TKIs significantly impact CML, but they are not curative, necessitating indefinite therapy. For discontinuation trials aiming at TFR, specific criteria encompass 3-year TKI duration, 2-year sustained DMR, and MR4 [58]. However, TFR achievement in newly diagnosed patients is limited (20–30%) [58]. Starting CML patients should discuss lifelong TKI likelihood for informed decisions. Evidence indicates that most patients require indefinite TKI use, making HSCT a potential cure-seeking option. Such discourse prepares for possible HSCT post-TKI failure while considering lifelong TKI challenges, empowering informed decisions.
3.4. Intolerance and Resistance to TKIs in Chronic-Phase CML
Three TKIs—imatinib, dasatinib, and nilotinib—are approved for first-line chronic-phase CML, focusing on deep responses [59]. Imatinib is common, yielding 70% complete cytogenetic response (CCyR) at 12 months, but 40% encounter imatinib failure by five years [60,61,62]. Second-line TKIs such as dasatinib, nilotinib, or bosutinib can provide long-term responses for half of imatinib-intolerant/failure cases. While imatinib achieves CCyR, dasatinib and nilotinib offer superior responses, with similar adherence [63,64]. TKI discontinuation due to side effects or resistance is seen, with primary/secondary resistance linked to kinase domain mutations. HSCT benefits approximately 20% of TKI-ineffective patients [65].
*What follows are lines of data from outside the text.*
use serde::{Deserialize, Serialize};
use tickerlens_core::{
    DataSource, DateRange, Headline, HeadlineRequest, PriceRequest, PriceSeries, SourceError,
    SourceErrorKind, Symbol, TradingDate,
};
use tracing::{debug, warn};

use crate::backtest::{self, BacktestResult, StrategyKind, MIN_POINTS};
use crate::config::EngineConfig;
use crate::forecast::{self, ForecastResult};
use crate::sentiment::{LexiconScorer, SentimentScorer};
use crate::signal::{aggregate_scored, score_headlines, DailySentiment};
use crate::summary::{classify, SentimentReport, Summary};
use crate::AnalyticsError;

/// Calendar days of news scored next to a forecast.
const NEWS_WINDOW_DAYS: u32 = 7;

/// Headlines fetched for a request; `failure` is set when the news provider
/// could not answer and the list was degraded to empty.
#[derive(Debug, Clone, PartialEq)]
pub struct HeadlineFetch {
    pub headlines: Vec<Headline>,
    pub failure: Option<SourceError>,
    /// Last covered day when the headline limit ran out before the range end.
    pub truncated_after: Option<TradingDate>,
}

impl HeadlineFetch {
    fn degraded(error: SourceError) -> Self {
        Self {
            headlines: Vec::new(),
            failure: Some(error),
            truncated_after: None,
        }
    }
}

/// Forecast, news sentiment, and labels for one symbol.
#[derive(Debug, Clone, PartialEq, Serialize, Deserialize)]
pub struct Analysis {
    pub forecast: ForecastResult,
    pub sentiment: SentimentReport,
    pub summary: Summary,
    #[serde(skip)]
    pub news_failure: Option<SourceError>,
}

#[derive(Debug, Clone, PartialEq)]
pub struct BacktestRun {
    pub result: BacktestResult,
    /// Daily scores that drove the sentiment strategy; empty for the others.
    pub sentiment: DailySentiment,
    pub news_failure: Option<SourceError>,
    pub news_truncated_after: Option<TradingDate>,
}

/// Binds a data source and a sentiment scorer to the pure analytics functions.
pub struct AnalyticsEngine {
    source: Box<dyn DataSource>,
    scorer: Box<dyn SentimentScorer>,
    config: EngineConfig,
}

impl AnalyticsEngine {
    pub fn new(source: Box<dyn DataSource>, config: EngineConfig) -> Self {
        Self {
            source,
            scorer: Box::new(LexiconScorer::default()),
            config,
        }
    }

    pub fn with_scorer(mut self, scorer: Box<dyn SentimentScorer>) -> Self {
        self.scorer = scorer;
        self
    }

    pub fn config(&self) -> &EngineConfig {
        &self.config
    }

    /// A range with no sessions is too little data rather than a provider outage.
    fn fetch_prices(
        &self,
        symbol: &Symbol,
        range: DateRange,
        required: usize,
    ) -> Result<PriceSeries, AnalyticsError> {
        let request = PriceRequest::new(symbol.clone(), range);
        self.source.prices(&request).map_err(|error| match error.kind() {
            SourceErrorKind::NoTradingDays => AnalyticsError::InsufficientData {
                required,
                actual: 0,
            },
            _ => AnalyticsError::data_unavailable(self.source.id(), error),
        })
    }

    /// Never fails: provider errors degrade to an empty list.
    pub fn fetch_headlines(&self, symbol: &Symbol, range: DateRange) -> HeadlineFetch {
        self.fetch_headlines_up_to(symbol, range, self.config.headline_limit)
    }

    fn fetch_headlines_up_to(&self, symbol: &Symbol, range: DateRange, limit: usize) -> HeadlineFetch {
        let fetched = HeadlineRequest::new(symbol.clone(), range, limit)
            .and_then(|request| self.source.headlines(&request));
        let batch = match fetched {
            Ok(batch) => batch,
            Err(error) => {
                warn!(
                    provider = %self.source.id(),
                    symbol = %symbol,
                    %error,
                    "news unavailable, continuing without headlines"
                );
                return HeadlineFetch::degraded(error);
            }
        };

        let truncated_after = batch
            .headlines
            .last()
            .map(Headline::date)
            .filter(|last| batch.headlines.len() >= limit && *last < range.end);
        if let Some(last) = truncated_after {
            warn!(
                provider = %self.source.id(),
                symbol = %symbol,
                limit,
                %last,
                "headline limit reached before the end of the range"
            );
        }
        HeadlineFetch {
            headlines: batch.headlines,
            failure: None,
            truncated_after,
        }
    }

    pub fn analyze(&self, series: &PriceSeries) -> Result<ForecastResult, AnalyticsError> {
        forecast::forecast(series, &self.config)
    }

    pub fn score_sentiment(&self, headlines: &[Headline]) -> SentimentReport {
        SentimentReport::from_scores(score_headlines(headlines, self.scorer.as_ref()))
    }

    pub fn daily_sentiment(&self, headlines: &[Headline]) -> DailySentiment {
        aggregate_scored(&score_headlines(headlines, self.scorer.as_ref()))
    }

    pub fn backtest(
        &self,
        series: &PriceSeries,
        sentiment: &DailySentiment,
        range: DateRange,
        initial_capital: f64,
        kind: StrategyKind,
    ) -> Result<BacktestResult, AnalyticsError> {
        backtest::run(series, sentiment, range, initial_capital, kind, &self.config)
    }

    /// Fetches history ending on `as_of`, forecasts it, and scores the last week of news.
    pub fn analyze_symbol(&self, symbol: &Symbol, as_of: TradingDate) -> Result<Analysis, AnalyticsError> {
        let history = DateRange::trailing(as_of, self.config.history_days);
        let series = self.fetch_prices(symbol, history, self.config.min_history)?;
        let forecast = self.analyze(&series)?;

        let news = self.fetch_headlines(symbol, DateRange::trailing(as_of, NEWS_WINDOW_DAYS));
        let sentiment = self.score_sentiment(&news.headlines);
        let summary = classify(forecast.pct_change, sentiment.average);
        debug!(
            symbol = %symbol,
            pct_change = forecast.pct_change,
            sentiment = sentiment.average,
            "analysis complete"
        );

        Ok(Analysis {
            forecast,
            sentiment,
            summary,
            news_failure: news.failure,
        })
    }

    /// Fetches prices (and news for the sentiment strategy) over `range` and backtests.
    pub fn backtest_symbol(
        &self,
        symbol: &Symbol,
        range: DateRange,
        initial_capital: f64,
        kind: StrategyKind,
    ) -> Result<BacktestRun, AnalyticsError> {
        let series = self.fetch_prices(symbol, range, MIN_POINTS)?;
        let news = if kind == StrategyKind::Sentiment {
            self.fetch_headlines_up_to(symbol, range, self.config.backtest_headline_limit)
        } else {
            HeadlineFetch {
                headlines: Vec::new(),
                failure: None,
                truncated_after: None,
            }
        };
        let sentiment = self.daily_sentiment(&news.headlines);

        let result = self.backtest(&series, &sentiment, range, initial_capital, kind)?;
        Ok(BacktestRun {
            result,
            sentiment,
            news_failure: news.failure,
            news_truncated_after: news.truncated_after,
        })
    }
}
Early response assessment gains importance in predicting CML outcomes [56]. Monitoring BCR–ABL1 levels after three months of second-line therapy can help identify HSCT candidates. Approximately 10–15% of patients in the chronic phase will not achieve durable remission, making HSCT viable, especially for multiple TKI-resistant/intolerant cases [66]. Poor OS is linked to BCR–ABL1/ABL1 >10% (imatinib) and >2% (dasatinib/nilotinib) at three months [67]. Early second-line response predicts long-term outcomes, classifying risk based on the 3-month transcript ratio. Monitoring aids non-responder identification, initiating stem cell donor search within three months.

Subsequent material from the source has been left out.